On en déduit aisément que les responsables sont ceux qui ont orchestré le complot du certificat de conformité, ont exclu tous les partis politiques de l’Opposition et ont disqualifié tous les partis politiques et toutes les forces politiques hostiles au retour à la pensée unique ; ils sont simplement à l’origine de l’organisation d’une parodie électorale sur la base de lois pourtant reconnues comme inapplicables, incongrues et inopérantes.

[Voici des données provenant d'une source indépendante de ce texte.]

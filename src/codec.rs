//! Snapshot file codec.
//!
//! Format (line oriented):
//!   <key>=\n<body...>
//! Entries are separated by exactly two blank lines ("\n\n\n"). An empty body is just
//! the header line. Encoding sorts by key (BTreeMap order) and ends with a single '\n';
//! an empty mapping encodes to "".
//!
//! Decoding:
//! - CRLF is accepted and normalized to LF;
//! - leading/trailing blank lines of the file are ignored (trailing newline optional);
//! - extra blank lines between entries are tolerated; encode always writes exactly two;
//! - the header line must end with '=' and the key must be non-empty, without
//!   surrounding whitespace; the key is everything before that final '=' (it may contain '=');
//! - duplicate keys are rejected.
//!
//! Bodies can't contain "\n\n\n" (that's the separator) and have trailing line breaks trimmed.

use std::collections::BTreeMap;
use std::fmt;

pub const ENTRY_SEPARATOR: &str = "\n\n\n";

#[derive(Debug, Clone, PartialEq, Eq)]
pub struct CodecError {
    /// 1-based line number of the offending header.
    pub line: usize,
    pub message: String,
}

impl fmt::Display for CodecError {
    fn fmt(&self, f: &mut fmt::Formatter<'_>) -> fmt::Result {
        write!(f, "line {}: {}", self.line, self.message)
    }
}

impl std::error::Error for CodecError {}

/// Trim trailing line breaks the way the store stores bodies.
pub fn normalize_body(body: &str) -> String {
    let unified = if body.contains('\r') {
        body.replace("\r\n", "\n")
    } else {
        body.to_string()
    };
    unified.trim_end_matches('\n').to_string()
}

pub fn decode(raw: &str) -> Result<BTreeMap<String, String>, CodecError> {
    let text = raw.replace("\r\n", "\n");

    // Line number of the first non-blank line; blank lines before it are skipped.
    let leading = text.len() - text.trim_start_matches('\n').len();
    let mut line_no = 1 + leading;
    let text = text.trim_matches('\n');

    let mut out = BTreeMap::new();
    if text.is_empty() {
        return Ok(out);
    }

    for raw_chunk in text.split(ENTRY_SEPARATOR) {
        // Hand-edited files may carry more than two blank lines between entries.
        let chunk = raw_chunk.trim_start_matches('\n');
        let header_line = line_no + (raw_chunk.len() - chunk.len());
        line_no += raw_chunk.matches('\n').count() + 3;
        if chunk.is_empty() {
            continue;
        }

        let (header, body) = match chunk.split_once('\n') {
            Some((h, b)) => (h, b),
            None => (chunk, ""),
        };
        let key = parse_header(header, header_line)?;
        if out.contains_key(key) {
            return Err(CodecError {
                line: header_line,
                message: format!("duplicate key '{key}'"),
            });
        }
        out.insert(key.to_string(), body.to_string());
    }
    Ok(out)
}

fn parse_header(header: &str, line: usize) -> Result<&str, CodecError> {
    let key = header.strip_suffix('=').ok_or_else(|| CodecError {
        line,
        message: format!("expected header '<key>=', got '{}'", preview(header)),
    })?;
    if key.is_empty() {
        return Err(CodecError {
            line,
            message: "empty snapshot key".to_string(),
        });
    }
    if key.trim() != key {
        return Err(CodecError {
            line,
            message: format!("snapshot key '{key}' has surrounding whitespace"),
        });
    }
    Ok(key)
}

fn preview(s: &str) -> String {
    const MAX: usize = 60;
    if s.chars().count() <= MAX {
        s.to_string()
    } else {
        let cut: String = s.chars().take(MAX).collect();
        format!("{cut}...")
    }
}

pub fn encode(entries: &BTreeMap<String, String>) -> String {
    let mut out = String::new();
    for (i, (key, body)) in entries.iter().enumerate() {
        if i > 0 {
            out.push_str(ENTRY_SEPARATOR);
        }
        out.push_str(key);
        out.push('=');
        if !body.is_empty() {
            out.push('\n');
            out.push_str(body);
        }
    }
    if !out.is_empty() {
        out.push('\n');
    }
    out
}

/// Why `body` would not survive an encode/decode cycle, if it wouldn't.
pub fn body_problem(body: &str) -> Option<&'static str> {
    if body.contains(ENTRY_SEPARATOR) {
        Some("it contains two consecutive blank lines (the entry separator)")
    } else if body.starts_with("\n\n") {
        Some("it starts with two line breaks")
    } else if body.contains('\r') {
        Some("it contains a carriage return")
    } else if body.ends_with('\n') {
        Some("it ends with a line break")
    } else {
        None
    }
}

/// True when `body` survives an encode/decode cycle unchanged.
pub fn is_encodable_body(body: &str) -> bool {
    body_problem(body).is_none()
}

#[cfg(test)]
mod tests {
    use super::*;

    fn map(pairs: &[(&str, &str)]) -> BTreeMap<String, String> {
        pairs
            .iter()
            .map(|(k, v)| (k.to_string(), v.to_string()))
            .collect()
    }

    #[test]
    fn decodes_spec_example_with_trailing_blank_lines() {
        let m = decode("A.test1=\nfoo\n\n\n").unwrap();
        assert_eq!(m, map(&[("A.test1", "foo")]));
    }

    #[test]
    fn encodes_sorted_with_two_blank_lines() {
        let m = map(&[("b.t", "2"), ("a.t", "line1\nline2")]);
        assert_eq!(encode(&m), "a.t=\nline1\nline2\n\n\nb.t=\n2\n");
    }

    #[test]
    fn body_may_contain_equals_and_key_may_too() {
        let m = map(&[("k[x=1]", "a=b\n=c")]);
        let text = encode(&m);
        assert_eq!(decode(&text).unwrap(), m);
    }

    #[test]
    fn empty_body_round_trips() {
        let m = map(&[("a", ""), ("b", "x")]);
        let text = encode(&m);
        assert_eq!(text, "a=\n\n\nb=\nx\n");
        assert_eq!(decode(&text).unwrap(), m);
    }

    #[test]
    fn empty_file_and_empty_map() {
        assert!(decode("").unwrap().is_empty());
        assert!(decode("\n\n").unwrap().is_empty());
        assert_eq!(encode(&BTreeMap::new()), "");
    }

    #[test]
    fn crlf_is_accepted() {
        let m = decode("a=\r\nfoo\r\nbar\r\n\r\n\r\nb=\r\nbaz").unwrap();
        assert_eq!(m, map(&[("a", "foo\nbar"), ("b", "baz")]));
    }

    #[test]
    fn legacy_same_line_header_is_malformed() {
        let err = decode("a=foo\n").unwrap_err();
        assert_eq!(err.line, 1);
        assert!(err.message.contains("expected header"));
    }

    #[test]
    fn malformed_second_entry_reports_its_line() {
        let err = decode("\na=\nfoo\nbar\n\n\nnot a header\nbody").unwrap_err();
        assert_eq!(err.line, 7);
    }

    #[test]
    fn extra_blank_lines_between_entries_are_tolerated() {
        let m = decode("a=\n1\n\n\n\nb=\n2\n\n\n\n\n\nc=\n3\n").unwrap();
        assert_eq!(m, map(&[("a", "1"), ("b", "2"), ("c", "3")]));
        assert_eq!(encode(&m), "a=\n1\n\n\nb=\n2\n\n\nc=\n3\n");

        let err = decode("a=\n1\n\n\n\n\nnope\n").unwrap_err();
        assert_eq!(err.line, 7);
    }

    #[test]
    fn duplicate_key_is_malformed() {
        let err = decode("a=\n1\n\n\na=\n2").unwrap_err();
        assert!(err.message.contains("duplicate"));
    }

    #[test]
    fn normalize_trims_trailing_breaks_only() {
        assert_eq!(normalize_body("\nx\r\ny\n\n"), "\nx\ny");
        assert!(is_encodable_body("\nx\ny"));
        assert!(!is_encodable_body("a\n\n\nb"));
    }
}
//! SnapshotStore: registry of loaded snapshot files, keyed by path.
//!
//! Map: path -> Arc<Slot>, where a slot is Mutex<Option<Loaded>>.
//! - the registry mutex is held only to find/create the slot (never during I/O);
//! - the slot mutex serializes loaders of the same path: the first one reads the file,
//!   everyone queued behind it gets the cached result. One physical read per path per run,
//!   whether the read succeeded or not;
//! - a failed load is cached as well and handed out again (rebuilt, since
//!   SnapshotError isn't Clone) to every later caller.

use std::collections::HashMap;
use std::io::{self, ErrorKind};
use std::path::{Path, PathBuf};
use std::sync::atomic::{AtomicU64, Ordering};
use std::sync::{Arc, Mutex, MutexGuard, PoisonError};

use log::{debug, warn};

use crate::codec;
use crate::error::{SnapResult, SnapshotError};

use super::file::SnapshotFile;
use super::io::read_snapshot_text;

/// Cached result of the one physical read of a path.
#[derive(Debug, Clone)]
enum Loaded {
    File(Arc<SnapshotFile>),
    Malformed { line: usize, message: String },
    Io { kind: ErrorKind, message: String },
}

impl Loaded {
    fn to_result(&self, path: &Path) -> SnapResult<Arc<SnapshotFile>> {
        match self {
            Loaded::File(f) => Ok(f.clone()),
            Loaded::Malformed { line, message } => Err(SnapshotError::MalformedFile {
                path: path.to_path_buf(),
                line: *line,
                message: message.clone(),
            }),
            Loaded::Io { kind, message } => Err(SnapshotError::io(
                path,
                io::Error::new(*kind, message.clone()),
            )),
        }
    }

    fn file(&self) -> Option<Arc<SnapshotFile>> {
        match self {
            Loaded::File(f) => Some(f.clone()),
            _ => None,
        }
    }
}

type Slot = Mutex<Option<Loaded>>;

#[derive(Debug, Default)]
pub struct SnapshotStore {
    slots: Mutex<HashMap<PathBuf, Arc<Slot>>>,
    physical_reads: AtomicU64,
}

fn lock<T>(m: &Mutex<T>) -> MutexGuard<'_, T> {
    m.lock().unwrap_or_else(PoisonError::into_inner)
}

impl SnapshotStore {
    pub fn new() -> Self {
        Self::default()
    }

    fn slot(&self, path: &Path) -> Arc<Slot> {
        let mut slots = lock(&self.slots);
        slots
            .entry(path.to_path_buf())
            .or_insert_with(|| Arc::new(Mutex::new(None)))
            .clone()
    }

    /// Get (or load) the snapshot file at `path`. A missing file is an empty file.
    pub fn load(&self, path: &Path) -> SnapResult<Arc<SnapshotFile>> {
        let slot = self.slot(path);
        let mut guard = lock(&slot);
        if let Some(loaded) = guard.as_ref() {
            return loaded.to_result(path);
        }

        self.physical_reads.fetch_add(1, Ordering::Relaxed);
        let loaded = Self::read_file(path);
        let result = loaded.to_result(path);
        *guard = Some(loaded);
        result
    }

    fn read_file(path: &Path) -> Loaded {
        let text = match read_snapshot_text(path) {
            Ok(t) => t,
            Err(SnapshotError::Io { source, .. }) => {
                warn!("failed to read {}: {}", path.display(), source);
                return Loaded::Io {
                    kind: source.kind(),
                    message: source.to_string(),
                };
            }
            Err(e) => {
                return Loaded::Io {
                    kind: ErrorKind::Other,
                    message: e.to_string(),
                }
            }
        };

        match text {
            Some(text) => match codec::decode(&text) {
                Ok(entries) => {
                    debug!("loaded {} snapshot(s) from {}", entries.len(), path.display());
                    Loaded::File(Arc::new(SnapshotFile::from_entries(
                        path.to_path_buf(),
                        entries,
                        true,
                    )))
                }
                Err(e) => {
                    warn!("malformed snapshot file {}: {}", path.display(), e);
                    Loaded::Malformed {
                        line: e.line,
                        message: e.message,
                    }
                }
            },
            None => {
                debug!("no snapshot file at {}, starting empty", path.display());
                Loaded::File(Arc::new(SnapshotFile::empty(path)))
            }
        }
    }

    /// Already-loaded file, without touching the disk.
    pub fn get(&self, path: &Path) -> Option<Arc<SnapshotFile>> {
        let slot = lock(&self.slots).get(path).cloned()?;
        let guard = lock(&slot);
        guard.as_ref().and_then(Loaded::file)
    }

    /// All successfully loaded files, ordered by path.
    pub fn files(&self) -> Vec<Arc<SnapshotFile>> {
        let slots: Vec<Arc<Slot>> = lock(&self.slots).values().cloned().collect();
        let mut files: Vec<Arc<SnapshotFile>> = slots
            .iter()
            .filter_map(|s| lock(s).as_ref().and_then(Loaded::file))
            .collect();
        files.sort_by(|a, b| a.path().cmp(b.path()));
        files
    }

    /// Number of actual disk reads performed by `load`.
    pub fn physical_reads(&self) -> u64 {
        self.physical_reads.load(Ordering::Relaxed)
    }

    /// Forget every loaded file (used when a run restarts).
    pub fn clear(&self) {
        lock(&self.slots).clear();
        self.physical_reads.store(0, Ordering::Relaxed);
    }
}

Au premier rang de cette catégorie de responsabilité, il y a l’instigateur de l’impasse électorale et de la crise politique qui ébranlent notre pays et qui n’est personne d’autre que celui qui a déclaré le 11 avril 2019 qu’il assume la confiscation du pouvoir législatif par l’imposition d’une parodie électorale qui exclut toute l’Opposition politique.

Celui – là se connaît et tout le monde le connaît : c’est le Président de la République Patrice TALON. Au-delà des élections législatives du 28 avril 2019, le Gouvernement de la rupture a étendu son pouvoir dictatorial, s’arrachant quasiment plutôt par désignations toutes les communes à l’issue de pseudos – élections communales du 17 mai 2020.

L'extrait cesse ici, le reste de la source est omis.